Describe your role and what a typical day or routine has looked like for you and your team during the pandemic.
Our team is responsible for administrative support services. We have a lot of pieces to our work including Clery Act reports, crime analysis, accreditation and other professional standards; recruitment, training, events management, access control and dispatch. We still come into the office every day. In the past year, we have done more one-on-one meetings and phone calls instead of regular staff meetings and recruitment initiatives have adjusted. We now conduct virtual interviews, which has helped us move along a little faster because a lot of our applicants are not local. The pandemic means we, too, have incorporated wearing masks and following distancing and safety protocols. The campus has been different — officers are seeing fewer students around campus but they are experiencing more traffic from the light rail that is not affiliated with the campus.
What is the fuel that motivates you to come to work every day?
I like the opportunity to help other people and that truly drives me.

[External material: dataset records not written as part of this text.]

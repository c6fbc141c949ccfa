//! Backoff policy for segment fetch attempts (spec §4.2).
//!
//! Classification itself lives on `CoreError::is_retryable`; this module
//! only owns the backoff arithmetic, mirroring the split the pack's other
//! download manager draws between `retry::classify` and `retry::policy`.

use std::time::Duration;

use rand::Rng;

#[derive(Debug, Clone, Copy)]
pub struct BackoffPolicy {
    pub base: Duration,
    pub factor: f64,
    pub max_delay: Duration,
    pub max_attempts: u32,
    pub jitter: bool,
}

impl Default for BackoffPolicy {
    fn default() -> Self {
        Self {
            base: Duration::from_millis(1000),
            factor: 2.0,
            max_delay: Duration::from_millis(30_000),
            max_attempts: 4, // retry_count(3) + 1
            jitter: true,
        }
    }
}

impl BackoffPolicy {
    pub fn from_retry_count(retry_count: u32) -> Self {
        Self {
            max_attempts: retry_count + 1,
            ..Default::default()
        }
    }

    /// `attempt` is 1-based (1 = first try, already failed when this is
    /// called). Returns `None` once `max_attempts` is exhausted.
    pub fn delay_for(&self, attempt: u32) -> Option<Duration> {
        if attempt >= self.max_attempts {
            return None;
        }
        let exponent = attempt.saturating_sub(1).min(20);
        let scaled = self.base.as_secs_f64() * self.factor.powi(exponent as i32);
        let capped = scaled.min(self.max_delay.as_secs_f64());
        let final_secs = if self.jitter {
            let mut rng = rand::thread_rng();
            let jitter_factor = rng.gen_range(0.5..=1.5);
            (capped * jitter_factor).min(self.max_delay.as_secs_f64())
        } else {
            capped
        };
        Some(Duration::from_secs_f64(final_secs.max(0.0)))
    }
}

#[cfg(test)]
mod tests {
    use super::*;

    #[test]
    fn exhausts_after_max_attempts() {
        let policy = BackoffPolicy {
            jitter: false,
            max_attempts: 3,
            ..Default::default()
        };
        assert!(policy.delay_for(1).is_some());
        assert!(policy.delay_for(2).is_some());
        assert!(policy.delay_for(3).is_none());
    }

    #[test]
    fn grows_exponentially_without_jitter() {
        let policy = BackoffPolicy {
            jitter: false,
            max_attempts: 10,
            base: Duration::from_millis(1000),
            factor: 2.0,
            max_delay: Duration::from_secs(30),
        };
        let d1 = policy.delay_for(1).unwrap();
        let d2 = policy.delay_for(2).unwrap();
        let d3 = policy.delay_for(3).unwrap();
        assert_eq!(d1, Duration::from_millis(1000));
        assert_eq!(d2, Duration::from_millis(2000));
        assert_eq!(d3, Duration::from_millis(4000));
    }

    #[test]
    fn never_exceeds_max_delay() {
        let policy = BackoffPolicy {
            jitter: true,
            max_attempts: 50,
            base: Duration::from_millis(1000),
            factor: 2.0,
            max_delay: Duration::from_millis(30_000),
        };
        for attempt in 1..40 {
            if let Some(d) = policy.delay_for(attempt) {
                assert!(d <= Duration::from_millis(30_000));
            }
        }
    }

    #[test]
    fn from_retry_count_matches_spec_default() {
        let policy = BackoffPolicy::from_retry_count(3);
        assert_eq!(policy.max_attempts, 4);
    }
}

It makes me feel better when I think I have made a difference, it makes me want to do better. We hear people talk about “random acts of kindness” and it is true and contagious. Just doing things that make someone else’s day better even when it is something as small as stopping in and checking to see if somebody’s alright, picking up something someone dropped, opening the door for someone — it all makes a difference. And sometimes in uniform, you have a chance to make more of an impact because people don’t necessarily think that officers are kind — they tend to see officers as an enforcer. I think it is important we carry ourselves in a way that affirms for people that we are here to help as well.

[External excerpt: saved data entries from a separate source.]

//! Tool Facade (spec §6): the thin surface an external tool-protocol
//! server calls. Validates arguments into the same `DownloadConfig`
//! everything else uses, dispatches to the orchestrator/session
//! layer/hash engine, and wraps every result in the
//! `{success, data?, error?, timestamp}` envelope. Unknown JSON keys on
//! any argument struct are rejected as `Config.Invalid` via
//! `#[serde(deny_unknown_fields)]`.

use std::collections::HashMap;
use std::path::PathBuf;
use std::sync::Arc;

use serde::{Deserialize, Serialize};
use serde_json::{json, Value};

use crate::config::{DownloadConfig, DownloadOptions, HashAlgorithm, IntegrityConfig, WorkMode};
use crate::error::{CoreError, StateErrorKind};
use crate::orchestrator::Orchestrator;
use crate::registry::TaskFilter;
use crate::session::SessionManager;
use crate::task::{now_epoch_ms, Status, TaskId};

#[derive(Debug, Serialize)]
pub struct ToolError {
    pub code: String,
    pub message: String,
    pub details: Option<Value>,
}

impl ToolError {
    fn from_core(err: &CoreError) -> Self {
        Self {
            code: err.code().to_string(),
            message: err.to_string(),
            details: None,
        }
    }
}

#[derive(Debug, Serialize)]
pub struct ToolResponse {
    pub success: bool,
    #[serde(skip_serializing_if = "Option::is_none")]
    pub data: Option<Value>,
    #[serde(skip_serializing_if = "Option::is_none")]
    pub error: Option<ToolError>,
    pub timestamp: u64,
}

impl ToolResponse {
    fn ok(data: Value) -> Self {
        Self {
            success: true,
            data: Some(data),
            error: None,
            timestamp: now_epoch_ms(),
        }
    }

    fn err(err: CoreError) -> Self {
        Self {
            success: false,
            data: None,
            error: Some(ToolError::from_core(&err)),
            timestamp: now_epoch_ms(),
        }
    }
}

fn parse_task_id(raw: &str) -> Result<TaskId, CoreError> {
    raw.parse()
        .map_err(|_| CoreError::Config(format!("invalid task_id: {raw}")))
}

fn default_method() -> String {
    "GET".to_string()
}

fn default_timeout() -> u64 {
    30_000
}

fn default_true() -> bool {
    true
}

fn default_limit() -> usize {
    20
}

#[derive(Debug, Deserialize)]
#[serde(deny_unknown_fields)]
pub struct PreRequestArgs {
    pub url: String,
    #[serde(default = "default_method")]
    pub method: String,
    #[serde(default)]
    pub headers: HashMap<String, String>,
    pub body: Option<String>,
    pub session_id: Option<String>,
    #[serde(default = "default_timeout")]
    pub timeout: u64,
    #[serde(default = "default_true")]
    pub follow_redirects: bool,
}

#[derive(Debug, Deserialize)]
#[serde(deny_unknown_fields)]
pub struct DownloadFileArgs {
    pub url: String,
    pub output_path: PathBuf,
    pub filename: Option<String>,
    pub max_concurrency: Option<usize>,
    pub chunk_size: Option<u64>,
    pub timeout: Option<u64>,
    pub retry_count: Option<u32>,
    #[serde(default)]
    pub work_mode: Option<WorkMode>,
    pub enable_resume: Option<bool>,
    pub session_id: Option<String>,
    pub headers: Option<HashMap<String, String>>,
    pub integrity: Option<IntegrityConfig>,
}

#[derive(Debug, Deserialize)]
#[serde(deny_unknown_fields)]
pub struct ListDownloadsArgs {
    pub status: Option<Status>,
    #[serde(default = "default_limit")]
    pub limit: usize,
    #[serde(default)]
    pub offset: usize,
}

#[derive(Debug, Deserialize)]
#[serde(deny_unknown_fields)]
pub struct VerifyIntegrityArgs {
    pub file_path: PathBuf,
    #[serde(default)]
    pub algorithm: HashAlgorithm,
    pub expected_checksum: Option<String>,
    #[serde(default)]
    pub generate_report: bool,
}

pub struct ToolFacade {
    orchestrator: Arc<Orchestrator>,
    sessions: Arc<SessionManager>,
}

impl ToolFacade {
    pub fn new(orchestrator: Arc<Orchestrator>, sessions: Arc<SessionManager>) -> Self {
        Self { orchestrator, sessions }
    }

    pub async fn pre_request(&self, args: PreRequestArgs) -> ToolResponse {
        let session_id = match args.session_id {
            Some(id) => id,
            None => self.sessions.create(None, None).await,
        };

        let body = args.body.map(String::into_bytes);
        match self
            .sessions
            .pre_request(
                Some(&session_id),
                &args.url,
                &args.method,
                body,
                args.timeout,
                args.follow_redirects,
                crate::session::DEFAULT_MAX_REDIRECTS,
                &args.headers,
            )
            .await
        {
            Ok(outcome) => ToolResponse::ok(json!({
                "session_id": session_id,
                "status": outcome.status,
                "headers": outcome.headers,
                "cookies": outcome.cookies,
                "redirect_chain": outcome.redirect_chain,
                "final_url": outcome.final_url,
                "elapsed_ms": outcome.elapsed_ms,
            })),
            Err(err) => ToolResponse::err(err),
        }
    }

    pub async fn download_file(&self, args: DownloadFileArgs) -> ToolResponse {
        let config = match DownloadConfig::from_options(DownloadOptions {
            url: args.url,
            output_path: args.output_path,
            filename: args.filename,
            max_concurrency: args.max_concurrency,
            chunk_size: args.chunk_size,
            timeout_ms: args.timeout,
            retry_count: args.retry_count,
            work_mode: args.work_mode,
            enable_resume: args.enable_resume,
            headers: args.headers,
            session_id: args.session_id,
            integrity: args.integrity,
        }) {
            Ok(config) => config,
            Err(err) => return ToolResponse::err(err),
        };

        let blocking = config.work_mode == WorkMode::Blocking;
        match self.orchestrator.create(config).await {
            Ok(task_id) => {
                if blocking {
                    match self.orchestrator.get(task_id).await {
                        Some(record) => ToolResponse::ok(json!({
                            "task_id": task_id.to_string(),
                            "status": record.status,
                            "message": "download finished",
                        })),
                        None => ToolResponse::ok(json!({
                            "task_id": task_id.to_string(),
                            "status": "unknown",
                            "message": "task vanished after blocking run",
                        })),
                    }
                } else {
                    ToolResponse::ok(json!({
                        "task_id": task_id.to_string(),
                        "status": "pending",
                        "message": "download scheduled",
                    }))
                }
            }
            Err(err) => ToolResponse::err(err),
        }
    }

    pub async fn get_download_status(&self, task_id: &str) -> ToolResponse {
        let task_id = match parse_task_id(task_id) {
            Ok(id) => id,
            Err(err) => return ToolResponse::err(err),
        };
        match self.orchestrator.get(task_id).await {
            Some(record) => ToolResponse::ok(json!({
                "task_id": record.id.to_string(),
                "status": record.status,
                "progress": {
                    "percentage": record.progress.percentage,
                    "downloaded": record.progress.downloaded_size,
                    "total": record.progress.total_size,
                    "speed": record.progress.speed,
                    "eta": record.progress.eta_seconds,
                },
                "metadata": {
                    "filename": record.config.filename,
                    "url": record.config.url,
                    "created_at": record.created_at,
                    "started_at": record.started_at,
                    "completed_at": record.completed_at,
                },
                "error": record.error,
            })),
            None => ToolResponse::err(CoreError::State(StateErrorKind::NotFound)),
        }
    }

    pub async fn pause_download(&self, task_id: &str) -> ToolResponse {
        let id = match parse_task_id(task_id) {
            Ok(id) => id,
            Err(err) => return ToolResponse::err(err),
        };
        match self.orchestrator.pause(id).await {
            Ok(()) => self.status_envelope(id).await,
            Err(err) => ToolResponse::err(err),
        }
    }

    pub async fn resume_download(&self, task_id: &str) -> ToolResponse {
        let id = match parse_task_id(task_id) {
            Ok(id) => id,
            Err(err) => return ToolResponse::err(err),
        };
        match self.orchestrator.resume(id).await {
            Ok(_handle) => self.status_envelope(id).await,
            Err(err) => ToolResponse::err(err),
        }
    }

    pub async fn cancel_download(&self, task_id: &str) -> ToolResponse {
        let id = match parse_task_id(task_id) {
            Ok(id) => id,
            Err(err) => return ToolResponse::err(err),
        };
        match self.orchestrator.cancel(id).await {
            Ok(()) => self.status_envelope(id).await,
            Err(err) => ToolResponse::err(err),
        }
    }

    async fn status_envelope(&self, task_id: TaskId) -> ToolResponse {
        match self.orchestrator.get(task_id).await {
            Some(record) => ToolResponse::ok(json!({
                "task_id": task_id.to_string(),
                "success": true,
                "new_status": record.status,
            })),
            None => ToolResponse::err(CoreError::State(StateErrorKind::NotFound)),
        }
    }

    pub async fn list_downloads(&self, args: ListDownloadsArgs) -> ToolResponse {
        let (tasks, total) = self
            .orchestrator
            .list(TaskFilter { status: args.status }, args.limit, args.offset)
            .await;
        let has_more = args.offset + tasks.len() < total;
        ToolResponse::ok(json!({
            "tasks": tasks,
            "total": total,
            "has_more": has_more,
        }))
    }

    pub async fn verify_integrity(&self, args: VerifyIntegrityArgs) -> ToolResponse {
        let expected = args.expected_checksum.as_deref();
        match crate::hash::verify_file(&args.file_path, args.algorithm, expected).await {
            Ok(result) => ToolResponse::ok(json!({
                "algorithm": args.algorithm.to_string(),
                "checksum": result.actual,
                "verified": result.ok,
                "file_size": result.bytes,
                "elapsed_ms": result.elapsed.as_millis() as u64,
            })),
            Err(err) => ToolResponse::err(err),
        }
    }
}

In January 2022 when you celebrate being here for 10 years, what will stand out the most to you?
The connections I have made over the years and the daily interactions, especially. I may not always know what to do but because of these connections, I know who I can call on. To come to work every day knowing what to do or who to call is invaluable.
When you are not the uniformed Capt. Smyre, what does Sarah like to do?
I am pretty much attracted to doing everything outdoors. I am huge into biking and running. Currently, I am training with my 13-year-old nephew, who runs cross-country, for a triathlon we will do together in June at Hilton Head. As a new challenge to myself, I have also taken up paddleboard yoga. I also participate in some other extracurricular activities. My husband and I, along with some family and friends, regularly participate in the Keep America Beautiful project which allows us to do our part to adopt a road and pick up litter. I also never want to stop learning so right now I am enrolled at UNC Chapel Hill in their certificate of Community Preparedness and Disaster Management program.